I’m looking forward to a prompt return and will definitely do the chef’s counter next time – that menu looks great every time I look.
It’s a hard pedestal to be on: “Best Restaurant in the USA”, “3 Michelin Stars”, “One of the Hardest Reservations in the USA”…and with the veritable Thomas Keller at the helm, the reputation speaks for itself. Further, when I actually secured this highly sought after reservation, I felt like I entered an exclusive group and my expectations rose even further. But, was it what I expected…did it live up to my expectations?
Rather than detail the 3+ hour experience which weaved through a variety of fish, meats, vegetables and beautiful, yes absolutely beautiful looking food, I’ll share some highlights…and even some not-so highlights.
My Top 5
- Amuse Bouche: A mini ice-cream cone delivery of salmon tartare (on top) and crème fraiche (in the cone) – - the single best bite of food the entire night.
- First Course: The signature Oysters & Pearls which is a rich sabayon that sits below a cannele of caviar and 2 absolutely perfectly poached oysters. A tough act to follow…which may have been my challenge in that dish seemed so innovative and different to me and others, well, not so much.
- The chocolates at the end: PB&J and Mint Chocolate truffles were just enough and encapsulated the flavors succinctly.
- The look of the food – easily the prettiest looking food I’ve ever seen in a single restaurant. Especially the tomato tartlet my wife ordered. For some examples, look at the Google Image Search for some serious food artistry.
- Preparations – Perfect. Everything was cooked to the exactly right temperature and done-ness with flawless execution.
Not Quite Top (and not 3 Michelin stars either)
- So, for the cost of this event – and for $250pp before wine, I think it classifies as an event and in this regard, it fell short to me. I expected the best dining experience of my life and this wasn’t it – in fact it’s not in the top 3. I witnessed snafus that shouldn’t happen in this type of restaurant: from the table next to us taking their pen from the check and getting called out by the waiter asking for the pen back to the table next to us having water spilled on them – causing a production to move their table.
- 60% of the food was rather basic.
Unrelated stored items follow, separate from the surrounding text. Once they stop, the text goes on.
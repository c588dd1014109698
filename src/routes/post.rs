use std::collections::HashMap;

use actix_web::{web, HttpResponse};
use sea_orm::{ColumnTrait, DatabaseConnection, EntityTrait, QueryFilter};
use serde::{Deserialize, Serialize};

use crate::cascade;
use crate::entity::user;
use crate::error::AppError;
use crate::response::ResponseDto;
use crate::routes::{
    required, required_verbatim, to_post_dto, to_tag_dto, to_user_dto, PostDto, TagDto, UserDto,
};
use crate::store::{self, PostForm, PostWithTags};

pub fn config(cfg: &mut web::ServiceConfig) {
    cfg.service(web::resource("/recent").route(web::get().to(recent_posts)))
        .service(web::resource("/{id:\\d+}").route(web::get().to(show_post)))
        .service(web::resource("/{id:\\d+}/edit").route(web::post().to(update_post)))
        .service(web::resource("/{id:\\d+}/delete").route(web::post().to(delete_post)));
}

#[derive(Deserialize)]
#[serde(rename_all = "camelCase")]
pub(crate) struct PostRequest {
    title: Option<String>,
    content: Option<String>,
    tag_ids: Option<Vec<i32>>,
}

impl PostRequest {
    pub(crate) fn into_form(self) -> Result<PostForm, AppError> {
        Ok(PostForm {
            title: required("title", self.title.as_deref())?,
            content: required_verbatim("content", self.content)?,
            tag_ids: self.tag_ids.unwrap_or_default(),
        })
    }
}

#[derive(Serialize)]
#[serde(rename_all = "camelCase")]
struct PostDetailDto {
    #[serde(flatten)]
    post: PostDto,
    author: UserDto,
    tags: Vec<TagDto>,
}

#[derive(Serialize)]
#[serde(rename_all = "camelCase")]
struct RecentPostDto {
    #[serde(flatten)]
    post: PostDto,
    author_name: Option<String>,
}

async fn recent_posts(db: web::Data<DatabaseConnection>) -> Result<HttpResponse, AppError> {
    let posts = store::recent_posts(db.get_ref()).await?;
    let user_ids: Vec<i32> = posts.iter().map(|p| p.user_id).collect();
    let authors: HashMap<i32, String> = user::Entity::find()
        .filter(user::Column::Id.is_in(user_ids))
        .all(db.get_ref())
        .await?
        .into_iter()
        .map(|u| (u.id, u.full_name()))
        .collect();

    let list: Vec<RecentPostDto> = posts
        .into_iter()
        .map(|p| RecentPostDto {
            author_name: authors.get(&p.user_id).cloned(),
            post: to_post_dto(p),
        })
        .collect();
    Ok(HttpResponse::Ok().json(ResponseDto::success(Some(list))))
}

async fn show_post(
    db: web::Data<DatabaseConnection>,
    path: web::Path<i32>,
) -> Result<HttpResponse, AppError> {
    let detail = store::get_post_with_tags(db.get_ref(), path.into_inner()).await?;
    let dto = to_detail_dto(db.get_ref(), detail).await?;
    Ok(HttpResponse::Ok().json(ResponseDto::success(Some(dto))))
}

async fn update_post(
    db: web::Data<DatabaseConnection>,
    path: web::Path<i32>,
    payload: web::Json<PostRequest>,
) -> Result<HttpResponse, AppError> {
    let form = payload.into_inner().into_form()?;
    let updated = store::update_post(db.get_ref(), path.into_inner(), form).await?;
    let dto = to_detail_dto(db.get_ref(), updated).await?;
    Ok(HttpResponse::Ok().json(ResponseDto::success(Some(dto))))
}

async fn delete_post(
    db: web::Data<DatabaseConnection>,
    path: web::Path<i32>,
) -> Result<HttpResponse, AppError> {
    let post = cascade::delete_post(db.get_ref(), path.into_inner()).await?;
    Ok(HttpResponse::Ok().json(ResponseDto::success(Some(to_post_dto(post)))))
}

async fn to_detail_dto(
    db: &DatabaseConnection,
    detail: PostWithTags,
) -> Result<PostDetailDto, AppError> {
    let author = store::get_user(db, detail.post.user_id).await?;
    Ok(PostDetailDto {
        post: to_post_dto(detail.post),
        author: to_user_dto(author),
        tags: detail.tags.into_iter().map(to_tag_dto).collect(),
    })
}
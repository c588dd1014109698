pub mod association;
pub mod cascade;
pub mod config;
pub mod db;
pub mod entity;
pub mod error;
pub mod response;
pub mod routes;
pub mod store;
pub mod post;
pub mod post_tag;
pub mod tag;
pub mod user;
I’m all for the farm to table, let the ingredients stand on their own philosophy, but I had expected some really cutting edge preparations and received some that were borderline basic and even under seasoned.
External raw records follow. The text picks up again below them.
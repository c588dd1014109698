use log::info;
use sea_orm::{
    ActiveModelTrait, ColumnTrait, ConnectionTrait, EntityTrait, ModelTrait, QueryFilter,
    QueryOrder, Set, TransactionTrait,
};

use crate::entity::{post, tag};
use crate::error::{map_tx_error, AppError};

#[derive(Clone, Debug)]
pub struct TagForm {
    pub name: String,
}

#[derive(Clone, Debug)]
pub struct TagWithPosts {
    pub tag: tag::Model,
    pub posts: Vec<post::Model>,
}

pub async fn create_tag<C: TransactionTrait>(db: &C, form: TagForm) -> Result<tag::Model, AppError> {
    let tag = db
        .transaction::<_, tag::Model, AppError>(move |txn| {
            Box::pin(async move {
                ensure_name_free(txn, &form.name, None).await?;
                let active = tag::ActiveModel {
                    name: Set(form.name),
                    ..Default::default()
                };
                Ok(active.insert(txn).await?)
            })
        })
        .await
        .map_err(map_tx_error)?;
    info!("tag created id={} name={}", tag.id, tag.name);
    Ok(tag)
}

pub async fn get_tag<C: ConnectionTrait>(db: &C, id: i32) -> Result<tag::Model, AppError> {
    tag::Entity::find_by_id(id)
        .one(db)
        .await?
        .ok_or_else(|| AppError::not_found("tag", id))
}

pub async fn list_tags<C: ConnectionTrait>(db: &C) -> Result<Vec<tag::Model>, AppError> {
    Ok(tag::Entity::find()
        .order_by_asc(tag::Column::Id)
        .all(db)
        .await?)
}

pub async fn get_tag_with_posts<C: ConnectionTrait>(db: &C, id: i32) -> Result<TagWithPosts, AppError> {
    let tag = get_tag(db, id).await?;
    let posts = tag
        .find_related(post::Entity)
        .order_by_asc(post::Column::Id)
        .all(db)
        .await?;
    Ok(TagWithPosts { tag, posts })
}

/// Renames a tag. The new name must not belong to another tag.
pub async fn update_tag<C: TransactionTrait>(
    db: &C,
    id: i32,
    form: TagForm,
) -> Result<tag::Model, AppError> {
    let tag = db
        .transaction::<_, tag::Model, AppError>(move |txn| {
            Box::pin(async move {
                let existing = get_tag(txn, id).await?;
                ensure_name_free(txn, &form.name, Some(existing.id)).await?;
                let mut active: tag::ActiveModel = existing.into();
                active.name = Set(form.name);
                Ok(active.update(txn).await?)
            })
        })
        .await
        .map_err(map_tx_error)?;
    info!("tag updated id={} name={}", tag.id, tag.name);
    Ok(tag)
}

async fn ensure_name_free<C: ConnectionTrait>(
    db: &C,
    name: &str,
    except_id: Option<i32>,
) -> Result<(), AppError> {
    let mut query = tag::Entity::find().filter(tag::Column::Name.eq(name));
    if let Some(id) = except_id {
        query = query.filter(tag::Column::Id.ne(id));
    }
    if query.one(db).await?.is_some() {
        return Err(AppError::constraint(format!("tag name '{}' already exists", name)));
    }
    Ok(())
}
use serde::Serialize;
use chrono::{DateTime, Utc};

use super::user::{normalize_email, validate_email, validate_password, LoginRequest};

/// A CMS operator account.
#[derive(Debug, Clone, Serialize)]
pub struct Admin {
    pub id: i32,
    pub email: String,
    #[serde(skip_serializing)]
    pub password: String,
    pub created_at: DateTime<Utc>,
}

/// `POST /addadmin` takes the same body as a login.
pub type CreateAdminRequest = LoginRequest;

impl CreateAdminRequest {
    pub fn validate_new(&self) -> Result<(), String> {
        validate_email(&self.email)?;
        validate_password(&self.password)
    }

    pub fn normalized_admin_email(&self) -> String {
        normalize_email(&self.email)
    }
}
- The Service – I’m not sure if my wife and I were ‘sized up’ when we arrived for our 9:15pm reservation, but the servers all seemed quite relaxed and only helpful when prompted. I learned more about what I was eating as I listened to the presentations at other tables which were inconsistent with what I was told about something I was eating at the time – - not that I received the wrong description, but it felt like I didn’t get the full story.
- The Approach – it just wasn’t very cutting edge or innovative. Maybe it’s not supposed to be, but I’ve had some more traditional French cuisine which I found to be far more interesting.
My verdict – it was an experience to a food destination and that’s something I truly enjoy. However, I’m not planning a return visit anytime in the foreseeable future.